:: Task directions ::
Transcribe the stretch of entries below from the line with "the audio callback." through the line with "for _ in 0..self.commands_per_block", exactly and with both ends included; leave out all other lines.
───── The input
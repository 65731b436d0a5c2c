use std::sync::Arc;

use cpal::{FromSample, SizedSample};
use crossbeam_channel::{Receiver, Sender};

use sampler_core::{
    engine::{SamplerEvent, VoiceEngine},
    AudioPipe, SampleBuffer,
};

/// Frames rendered per engine block. The playback clock advances in steps of
/// at most this many frames.
const RENDER_CHUNK_FRAMES: usize = 256;

pub(crate) enum SamplerCommand {
    Event(SamplerEvent),
    LoadSample(Arc<SampleBuffer>),
    UnloadSample,
}

/// State owned by the audio callback.
///
/// Everything it needs is allocated up front; `render` only touches
/// preallocated buffers and non-blocking queue operations.
pub(crate) struct StreamRenderer {
    engine: VoiceEngine,
    commands: Receiver<SamplerCommand>,
    commands_per_block: usize,

    reclaim: Sender<Arc<SampleBuffer>>,
    // Samples that didn't fit into the reclaim queue, retried next callback.
    // Never grows past `pending_limit`.
    pending_reclaim: Vec<Arc<SampleBuffer>>,
    pending_limit: usize,

    scratch: Vec<f32>,
    engine_channels: usize,
    device_channels: usize,
}

impl StreamRenderer {
    pub fn new(
        engine: VoiceEngine,
        commands: Receiver<SamplerCommand>,
        reclaim: Sender<Arc<SampleBuffer>>,
        device_channels: usize,
    ) -> Self {
        let engine_channels = engine.stream_params().channels.count() as usize;
        let commands_per_block = commands.capacity().unwrap_or(1024).max(1);
        let reclaim_capacity = reclaim.capacity().unwrap_or(16).max(1);

        StreamRenderer {
            engine,
            commands,
            commands_per_block,
            reclaim,
            pending_reclaim: Vec::with_capacity(reclaim_capacity),
            pending_limit: reclaim_capacity,
            scratch: vec![0.0; RENDER_CHUNK_FRAMES * engine_channels],
            engine_channels,
            device_channels: device_channels.max(1),
        }
    }

    /// Hands a replaced sample to the reclaim thread. If that isn't possible
    /// right now the sample is parked, so it is never freed on this thread.
    fn reclaim_sample(&mut self, sample: Arc<SampleBuffer>) {
        if let Err(err) = self.reclaim.try_send(sample) {
            self.pending_reclaim.push(err.into_inner());
        }
    }

    fn flush_reclaim(&mut self) {
        while let Some(sample) = self.pending_reclaim.pop() {
            if let Err(err) = self.reclaim.try_send(sample) {
                self.pending_reclaim.push(err.into_inner());
                break;
            }
        }
    }

    fn process_commands(&mut self) {
        for _ in 0..self.commands_per_block {
            // A command can replace at most one sample. With no room left to
            // park it, the rest of the queue waits for the next callback.
            if self.pending_reclaim.len() >= self.pending_limit {
                break;
            }

            let Ok(command) = self.commands.try_recv() else {
                break;
            };

            match command {
                SamplerCommand::Event(event) => self.engine.send_event(event),
                SamplerCommand::LoadSample(sample) => {
                    if let Some(old) = self.engine.load_sample(sample) {
                        self.reclaim_sample(old);
                    }
                }
                SamplerCommand::UnloadSample => {
                    if let Some(old) = self.engine.unload_sample() {
                        self.reclaim_sample(old);
                    }
                }
            }
        }
    }

    /// Fills a device buffer. Engine channels are spread over the device
    /// channels, extra device channels repeat the last engine channel.
    pub fn render<T: SizedSample + FromSample<f32>>(&mut self, data: &mut [T]) {
        self.flush_reclaim();
        self.process_commands();

        data.fill(T::EQUILIBRIUM);

        let engine_channels = self.engine_channels;
        let device_channels = self.device_channels;

        for out in data.chunks_mut(RENDER_CHUNK_FRAMES * device_channels) {
            let frames = out.len() / device_channels;
            let scratch = &mut self.scratch[..frames * engine_channels];
            self.engine.render_block(scratch);

            for (out_frame, frame) in out
                .chunks_exact_mut(device_channels)
                .zip(scratch.chunks_exact(engine_channels))
            {
                for (channel, sample) in out_frame.iter_mut().enumerate() {
                    *sample = T::from_sample(frame[channel.min(engine_channels - 1)]);
                }
            }
        }
    }
}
──────────
:: Response to this task ::
/// State owned by the audio callback.
///
/// Everything it needs is allocated up front; `render` only touches
/// preallocated buffers and non-blocking queue operations.
pub(crate) struct StreamRenderer {
    engine: VoiceEngine,
    commands: Receiver<SamplerCommand>,
    commands_per_block: usize,

    reclaim: Sender<Arc<SampleBuffer>>,
    // Samples that didn't fit into the reclaim queue, retried next callback.
    // Never grows past `pending_limit`.
    pending_reclaim: Vec<Arc<SampleBuffer>>,
    pending_limit: usize,

    scratch: Vec<f32>,
    engine_channels: usize,
    device_channels: usize,
}

impl StreamRenderer {
    pub fn new(
        engine: VoiceEngine,
        commands: Receiver<SamplerCommand>,
        reclaim: Sender<Arc<SampleBuffer>>,
        device_channels: usize,
    ) -> Self {
        let engine_channels = engine.stream_params().channels.count() as usize;
        let commands_per_block = commands.capacity().unwrap_or(1024).max(1);
        let reclaim_capacity = reclaim.capacity().unwrap_or(16).max(1);

        StreamRenderer {
            engine,
            commands,
            commands_per_block,
            reclaim,
            pending_reclaim: Vec::with_capacity(reclaim_capacity),
            pending_limit: reclaim_capacity,
            scratch: vec![0.0; RENDER_CHUNK_FRAMES * engine_channels],
            engine_channels,
            device_channels: device_channels.max(1),
        }
    }

    /// Hands a replaced sample to the reclaim thread. If that isn't possible
    /// right now the sample is parked, so it is never freed on this thread.
    fn reclaim_sample(&mut self, sample: Arc<SampleBuffer>) {
        if let Err(err) = self.reclaim.try_send(sample) {
            self.pending_reclaim.push(err.into_inner());
        }
    }

    fn flush_reclaim(&mut self) {
        while let Some(sample) = self.pending_reclaim.pop() {
            if let Err(err) = self.reclaim.try_send(sample) {
                self.pending_reclaim.push(err.into_inner());
                break;
            }
        }
    }

    fn process_commands(&mut self) {
        for _ in 0..self.commands_per_block {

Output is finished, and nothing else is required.